Thursday, November 18, 2004

You be the judge

The photos:
[Bush and Kerry photos]


The letter to the editor:
...[The photo] makes the one look cool, calm, determined, and, with only one hand in the air, decisive, while making the other look, with two hands in the air, unsure. The only thing worse than such a silly journalistic prank is just how opposite the truth really is...


The editor:
We had a chuckle in The Union's newsroom last week over the reader who looked at the photos...and saw an anti-Democrat conspiracy.

President George Bush was gesturing with one hand, which according to the letter writer signaled calmness and determination, while Senator John Kerry had palms up - obviously a journalistic prank, said the reader, to make him look like a flip-flopper.

Our chuckle was for several reasons...[it's against our principles]; [it's silly to think that we look for the exact perfect worst image, we're too busy]...ridiculous...[besides, we get the same comments from the right]... maybe it's just that folks read their own bias into photos or stories, but cannot recognize it...

Related commentary:

Mark A.R. Kleiman:
A newspaper photograph of a political figure is less an image of the politician than it is of the editor's political prejudices.

Dan Okrent:
Unquestionably, individual articles, headlines or photographs do cast one or another candidate in a colored light, either rosy or dark.

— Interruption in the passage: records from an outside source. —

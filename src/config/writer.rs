use super::LaunchState;
use anyhow::Context;
use chrono::Local;
use std::fs;
use std::path::{Path, PathBuf};

/// Writes the launch state as pretty-printed JSON, creating missing parent
/// directories.
///
/// # Errors
///
/// Returns an error if the directory or the file cannot be written.
pub fn write_launch_state<P: AsRef<Path>>(path: P, state: &LaunchState) -> anyhow::Result<()> {
    let path = path.as_ref();

    if let Some(dir) = path.parent().filter(|d| !d.as_os_str().is_empty()) {
        fs::create_dir_all(dir)
            .with_context(|| format!("Cannot create directory {}", dir.display()))?;
    }

    let mut json = serde_json::to_string_pretty(state)?;
    json.push('\n');
    fs::write(path, json).with_context(|| format!("Cannot write {}", path.display()))
}

/// Copies `path` to `<name>.backup.<timestamp>` next to it.
///
/// Returns `None` when there is nothing to back up.
///
/// # Errors
///
/// Returns an error if the copy fails.
pub fn backup_file<P: AsRef<Path>>(path: P) -> anyhow::Result<Option<PathBuf>> {
    let path = path.as_ref();
    let Some(name) = path.file_name().filter(|_| path.is_file()) else {
        return Ok(None);
    };

    let mut backup_name = name.to_os_string();
    backup_name.push(format!(".backup.{}", Local::now().format("%Y%m%d_%H%M%S")));
    let backup = path.with_file_name(backup_name);

    fs::copy(path, &backup)
        .with_context(|| format!("Cannot back up {} to {}", path.display(), backup.display()))?;
    Ok(Some(backup))
}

Headlines are especially toxic because of their reductive nature.
and
I don't buy the argument...that because charges of bias come from both liberals and conservatives, the paper must therefore be doing things right. This makes as much sense as saying that a man with one foot on a block of ice and the other on a bed of hot coals must feel just fine.
but
passion is a distorting lens that makes it hard to perceive the shape of things...A Bush-hater will see a front-page picture of the confident president greeting enthusiastic crowds and shout "Bias!" much more quickly than he will remember the nearly identical photo of Kerry that ran the day before.
and:
One famous psych study c 1951 showed students and Alum of Princeton and Dartmouth a film of a controversial game between P & D. It was a vicious game, lots of penalties. The loyalty of the viewers resulted in what can only be described as perceptions of a different game by Princeton fans and Dartmouth fans although they all saw identical footage.